[TRY IT]
If a line in the entries includes "EventPayload", show that line.

[PROVIDED MATERIAL]
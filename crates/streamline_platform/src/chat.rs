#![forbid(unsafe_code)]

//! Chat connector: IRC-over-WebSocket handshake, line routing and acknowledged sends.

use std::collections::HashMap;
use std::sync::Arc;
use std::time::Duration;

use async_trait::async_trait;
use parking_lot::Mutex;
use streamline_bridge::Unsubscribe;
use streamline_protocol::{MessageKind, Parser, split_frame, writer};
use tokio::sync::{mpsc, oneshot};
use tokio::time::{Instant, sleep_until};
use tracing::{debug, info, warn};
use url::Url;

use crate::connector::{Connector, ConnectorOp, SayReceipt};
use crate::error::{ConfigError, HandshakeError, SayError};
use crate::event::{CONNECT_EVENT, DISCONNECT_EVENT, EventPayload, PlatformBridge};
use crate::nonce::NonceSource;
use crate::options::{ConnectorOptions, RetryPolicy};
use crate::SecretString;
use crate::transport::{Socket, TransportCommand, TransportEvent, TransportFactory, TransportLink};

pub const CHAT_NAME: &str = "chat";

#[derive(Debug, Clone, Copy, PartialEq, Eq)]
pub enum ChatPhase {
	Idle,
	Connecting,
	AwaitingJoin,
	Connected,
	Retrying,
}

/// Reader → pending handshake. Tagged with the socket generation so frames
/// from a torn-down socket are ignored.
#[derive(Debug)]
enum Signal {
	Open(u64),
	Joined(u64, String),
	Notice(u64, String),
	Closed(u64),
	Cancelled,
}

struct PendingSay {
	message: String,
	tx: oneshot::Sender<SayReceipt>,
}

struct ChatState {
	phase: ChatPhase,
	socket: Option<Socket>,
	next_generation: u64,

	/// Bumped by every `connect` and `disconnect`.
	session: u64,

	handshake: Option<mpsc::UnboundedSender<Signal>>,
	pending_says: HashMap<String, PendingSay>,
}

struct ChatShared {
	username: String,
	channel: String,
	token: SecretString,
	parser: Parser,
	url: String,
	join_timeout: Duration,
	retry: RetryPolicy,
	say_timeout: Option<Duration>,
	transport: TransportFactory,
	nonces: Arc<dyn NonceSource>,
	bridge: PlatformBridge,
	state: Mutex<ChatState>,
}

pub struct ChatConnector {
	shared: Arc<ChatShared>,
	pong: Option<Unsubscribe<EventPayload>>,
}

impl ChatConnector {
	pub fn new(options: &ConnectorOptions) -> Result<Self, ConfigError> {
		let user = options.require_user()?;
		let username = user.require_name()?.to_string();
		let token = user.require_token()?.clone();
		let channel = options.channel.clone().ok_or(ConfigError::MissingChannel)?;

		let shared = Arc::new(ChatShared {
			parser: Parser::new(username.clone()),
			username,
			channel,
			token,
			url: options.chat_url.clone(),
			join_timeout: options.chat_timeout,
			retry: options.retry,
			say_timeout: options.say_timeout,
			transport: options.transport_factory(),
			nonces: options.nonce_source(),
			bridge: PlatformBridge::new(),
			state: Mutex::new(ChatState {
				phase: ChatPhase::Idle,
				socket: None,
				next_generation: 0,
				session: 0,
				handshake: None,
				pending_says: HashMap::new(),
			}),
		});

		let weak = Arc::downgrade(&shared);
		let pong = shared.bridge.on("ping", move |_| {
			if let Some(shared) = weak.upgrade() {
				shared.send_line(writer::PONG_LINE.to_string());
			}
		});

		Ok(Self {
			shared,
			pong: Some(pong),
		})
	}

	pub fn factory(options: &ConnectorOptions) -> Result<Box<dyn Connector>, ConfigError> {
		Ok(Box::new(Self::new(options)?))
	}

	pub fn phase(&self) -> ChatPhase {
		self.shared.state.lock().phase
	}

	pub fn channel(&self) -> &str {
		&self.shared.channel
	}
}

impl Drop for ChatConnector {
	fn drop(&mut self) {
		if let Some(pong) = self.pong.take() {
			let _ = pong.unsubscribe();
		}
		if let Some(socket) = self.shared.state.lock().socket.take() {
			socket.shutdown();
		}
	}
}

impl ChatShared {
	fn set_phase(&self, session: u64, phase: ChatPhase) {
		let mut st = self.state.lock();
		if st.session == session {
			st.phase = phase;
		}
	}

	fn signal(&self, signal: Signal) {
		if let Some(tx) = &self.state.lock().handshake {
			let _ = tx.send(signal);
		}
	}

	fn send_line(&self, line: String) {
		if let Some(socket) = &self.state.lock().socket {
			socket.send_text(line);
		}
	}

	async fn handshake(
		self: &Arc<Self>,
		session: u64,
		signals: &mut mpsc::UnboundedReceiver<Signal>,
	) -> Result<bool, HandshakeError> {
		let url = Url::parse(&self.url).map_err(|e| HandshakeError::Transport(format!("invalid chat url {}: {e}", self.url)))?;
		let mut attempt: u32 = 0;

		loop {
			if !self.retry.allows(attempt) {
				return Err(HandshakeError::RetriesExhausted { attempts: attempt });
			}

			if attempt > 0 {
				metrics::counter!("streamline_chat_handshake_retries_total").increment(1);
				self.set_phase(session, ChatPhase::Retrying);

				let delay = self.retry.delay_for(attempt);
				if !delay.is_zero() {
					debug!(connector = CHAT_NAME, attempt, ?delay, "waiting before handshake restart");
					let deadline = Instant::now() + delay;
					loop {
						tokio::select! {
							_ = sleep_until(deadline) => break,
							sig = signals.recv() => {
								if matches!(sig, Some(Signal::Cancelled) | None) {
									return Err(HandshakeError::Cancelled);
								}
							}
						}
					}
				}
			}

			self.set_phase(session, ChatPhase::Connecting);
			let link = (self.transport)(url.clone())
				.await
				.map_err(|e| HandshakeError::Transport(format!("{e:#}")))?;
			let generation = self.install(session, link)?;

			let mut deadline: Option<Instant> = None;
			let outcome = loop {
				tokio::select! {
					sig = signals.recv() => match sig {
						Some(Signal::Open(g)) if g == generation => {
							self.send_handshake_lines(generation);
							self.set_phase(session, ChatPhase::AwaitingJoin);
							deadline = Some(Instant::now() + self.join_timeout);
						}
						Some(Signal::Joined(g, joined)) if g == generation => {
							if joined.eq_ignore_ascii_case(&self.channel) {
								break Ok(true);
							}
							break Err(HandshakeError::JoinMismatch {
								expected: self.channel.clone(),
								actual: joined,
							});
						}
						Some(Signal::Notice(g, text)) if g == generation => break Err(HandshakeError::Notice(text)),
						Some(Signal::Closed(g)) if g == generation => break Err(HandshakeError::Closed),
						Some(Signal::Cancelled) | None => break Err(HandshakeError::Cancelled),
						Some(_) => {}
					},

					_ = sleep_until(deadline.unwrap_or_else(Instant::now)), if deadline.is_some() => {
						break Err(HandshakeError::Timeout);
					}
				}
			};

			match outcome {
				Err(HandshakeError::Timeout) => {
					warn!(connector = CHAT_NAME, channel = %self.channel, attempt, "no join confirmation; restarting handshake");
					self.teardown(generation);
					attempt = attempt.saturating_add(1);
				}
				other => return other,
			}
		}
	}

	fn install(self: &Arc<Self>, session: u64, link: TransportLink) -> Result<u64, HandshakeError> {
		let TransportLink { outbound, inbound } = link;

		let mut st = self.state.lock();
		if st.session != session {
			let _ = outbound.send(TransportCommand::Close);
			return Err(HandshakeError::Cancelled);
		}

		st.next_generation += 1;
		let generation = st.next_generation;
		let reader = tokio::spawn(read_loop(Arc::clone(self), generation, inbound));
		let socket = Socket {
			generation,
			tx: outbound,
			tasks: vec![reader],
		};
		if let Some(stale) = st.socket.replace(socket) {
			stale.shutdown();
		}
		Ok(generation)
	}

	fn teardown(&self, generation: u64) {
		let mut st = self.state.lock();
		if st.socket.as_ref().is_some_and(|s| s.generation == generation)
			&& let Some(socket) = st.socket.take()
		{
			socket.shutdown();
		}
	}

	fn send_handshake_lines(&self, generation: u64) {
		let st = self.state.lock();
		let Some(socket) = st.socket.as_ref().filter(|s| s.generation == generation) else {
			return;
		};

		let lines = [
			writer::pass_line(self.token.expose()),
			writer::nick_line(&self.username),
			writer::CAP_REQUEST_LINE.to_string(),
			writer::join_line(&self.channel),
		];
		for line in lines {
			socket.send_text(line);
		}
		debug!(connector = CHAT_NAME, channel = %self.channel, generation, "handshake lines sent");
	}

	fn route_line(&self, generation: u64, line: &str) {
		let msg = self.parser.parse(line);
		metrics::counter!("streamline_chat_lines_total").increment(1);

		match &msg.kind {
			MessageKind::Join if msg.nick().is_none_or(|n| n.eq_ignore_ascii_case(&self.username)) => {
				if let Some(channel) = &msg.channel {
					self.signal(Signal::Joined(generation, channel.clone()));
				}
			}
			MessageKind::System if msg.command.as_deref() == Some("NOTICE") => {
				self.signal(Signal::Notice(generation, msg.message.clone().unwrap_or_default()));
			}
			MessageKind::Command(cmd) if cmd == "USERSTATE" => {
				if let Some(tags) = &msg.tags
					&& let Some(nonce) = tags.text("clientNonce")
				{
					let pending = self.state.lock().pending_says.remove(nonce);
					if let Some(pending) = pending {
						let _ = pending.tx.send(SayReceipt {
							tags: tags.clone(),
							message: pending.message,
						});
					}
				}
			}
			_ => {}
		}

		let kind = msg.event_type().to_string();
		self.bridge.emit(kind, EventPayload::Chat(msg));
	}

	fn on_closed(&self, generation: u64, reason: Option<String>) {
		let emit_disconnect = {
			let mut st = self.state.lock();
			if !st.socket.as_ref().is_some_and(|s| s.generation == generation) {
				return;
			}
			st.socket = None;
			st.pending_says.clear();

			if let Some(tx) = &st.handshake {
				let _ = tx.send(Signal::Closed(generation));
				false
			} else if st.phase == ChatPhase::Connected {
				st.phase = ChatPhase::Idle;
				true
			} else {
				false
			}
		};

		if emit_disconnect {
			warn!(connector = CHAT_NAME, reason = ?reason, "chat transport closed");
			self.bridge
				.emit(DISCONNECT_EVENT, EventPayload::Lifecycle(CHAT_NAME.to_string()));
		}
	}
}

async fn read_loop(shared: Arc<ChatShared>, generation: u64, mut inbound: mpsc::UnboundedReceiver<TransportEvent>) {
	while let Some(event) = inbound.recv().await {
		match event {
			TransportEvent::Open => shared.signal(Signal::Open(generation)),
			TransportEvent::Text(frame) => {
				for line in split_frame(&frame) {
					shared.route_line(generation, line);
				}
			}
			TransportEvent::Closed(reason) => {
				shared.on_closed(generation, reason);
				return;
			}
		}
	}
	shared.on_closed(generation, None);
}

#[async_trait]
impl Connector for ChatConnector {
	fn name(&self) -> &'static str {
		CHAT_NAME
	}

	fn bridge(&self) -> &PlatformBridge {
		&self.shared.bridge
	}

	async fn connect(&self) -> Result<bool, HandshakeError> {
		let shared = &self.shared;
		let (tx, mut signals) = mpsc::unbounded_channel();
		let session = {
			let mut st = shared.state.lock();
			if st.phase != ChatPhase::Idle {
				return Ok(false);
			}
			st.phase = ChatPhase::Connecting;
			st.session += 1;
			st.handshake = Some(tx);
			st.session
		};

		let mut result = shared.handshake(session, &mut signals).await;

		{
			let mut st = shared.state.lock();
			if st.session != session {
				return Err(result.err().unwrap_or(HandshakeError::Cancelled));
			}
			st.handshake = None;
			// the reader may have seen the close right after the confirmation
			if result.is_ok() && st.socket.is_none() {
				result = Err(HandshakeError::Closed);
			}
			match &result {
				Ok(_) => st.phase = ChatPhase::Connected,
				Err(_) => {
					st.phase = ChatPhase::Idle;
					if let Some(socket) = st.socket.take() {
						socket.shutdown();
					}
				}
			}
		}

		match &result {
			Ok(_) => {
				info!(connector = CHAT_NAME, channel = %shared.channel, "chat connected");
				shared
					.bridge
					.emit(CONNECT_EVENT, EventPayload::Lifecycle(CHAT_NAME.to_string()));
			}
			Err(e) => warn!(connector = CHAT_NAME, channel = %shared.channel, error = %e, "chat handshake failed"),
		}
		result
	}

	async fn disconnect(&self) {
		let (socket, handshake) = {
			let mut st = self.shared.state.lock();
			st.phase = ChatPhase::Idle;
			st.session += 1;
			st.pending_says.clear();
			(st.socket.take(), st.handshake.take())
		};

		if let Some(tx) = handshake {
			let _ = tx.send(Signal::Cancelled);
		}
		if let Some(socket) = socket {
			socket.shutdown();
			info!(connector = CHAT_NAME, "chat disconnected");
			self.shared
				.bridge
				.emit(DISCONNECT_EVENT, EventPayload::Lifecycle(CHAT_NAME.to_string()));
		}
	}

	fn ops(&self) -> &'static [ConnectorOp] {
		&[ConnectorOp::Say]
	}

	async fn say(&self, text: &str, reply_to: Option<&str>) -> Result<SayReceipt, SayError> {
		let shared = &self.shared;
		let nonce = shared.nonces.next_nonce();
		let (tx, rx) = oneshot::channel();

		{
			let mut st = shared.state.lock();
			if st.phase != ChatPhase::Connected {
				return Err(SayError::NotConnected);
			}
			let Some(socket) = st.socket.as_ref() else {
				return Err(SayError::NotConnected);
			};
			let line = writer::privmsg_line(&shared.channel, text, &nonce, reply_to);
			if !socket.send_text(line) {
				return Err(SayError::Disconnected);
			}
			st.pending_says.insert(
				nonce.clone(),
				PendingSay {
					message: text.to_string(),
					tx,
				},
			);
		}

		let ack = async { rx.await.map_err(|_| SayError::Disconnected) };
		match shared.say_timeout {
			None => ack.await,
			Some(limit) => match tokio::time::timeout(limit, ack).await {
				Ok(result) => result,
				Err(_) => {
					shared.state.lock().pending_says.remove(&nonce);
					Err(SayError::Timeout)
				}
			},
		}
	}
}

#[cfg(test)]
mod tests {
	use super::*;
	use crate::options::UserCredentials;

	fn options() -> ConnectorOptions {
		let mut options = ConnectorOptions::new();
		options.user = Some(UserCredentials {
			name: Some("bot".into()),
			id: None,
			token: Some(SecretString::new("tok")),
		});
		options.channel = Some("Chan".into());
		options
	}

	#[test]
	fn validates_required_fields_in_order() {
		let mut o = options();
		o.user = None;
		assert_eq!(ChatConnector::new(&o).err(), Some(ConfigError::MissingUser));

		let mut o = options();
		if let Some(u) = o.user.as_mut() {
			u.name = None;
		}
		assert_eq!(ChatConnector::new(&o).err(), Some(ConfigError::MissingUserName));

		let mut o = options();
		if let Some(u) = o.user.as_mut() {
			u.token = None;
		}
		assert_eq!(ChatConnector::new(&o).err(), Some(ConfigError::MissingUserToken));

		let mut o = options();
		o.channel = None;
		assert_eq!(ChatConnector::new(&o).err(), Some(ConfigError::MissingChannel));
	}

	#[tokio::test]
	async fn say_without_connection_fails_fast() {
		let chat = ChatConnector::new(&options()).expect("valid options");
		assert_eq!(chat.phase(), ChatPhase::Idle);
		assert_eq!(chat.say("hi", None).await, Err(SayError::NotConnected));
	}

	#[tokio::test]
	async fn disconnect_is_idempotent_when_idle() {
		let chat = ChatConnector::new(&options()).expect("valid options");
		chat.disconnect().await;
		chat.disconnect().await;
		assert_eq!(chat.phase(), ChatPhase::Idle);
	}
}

[WRITTEN ANSWER]
use crate::event::{CONNECT_EVENT, DISCONNECT_EVENT, EventPayload, PlatformBridge};
	pong: Option<Unsubscribe<EventPayload>>,
		self.bridge.emit(kind, EventPayload::Chat(msg));
				.emit(DISCONNECT_EVENT, EventPayload::Lifecycle(CHAT_NAME.to_string()));
					.emit(CONNECT_EVENT, EventPayload::Lifecycle(CHAT_NAME.to_string()));
				.emit(DISCONNECT_EVENT, EventPayload::Lifecycle(CHAT_NAME.to_string()));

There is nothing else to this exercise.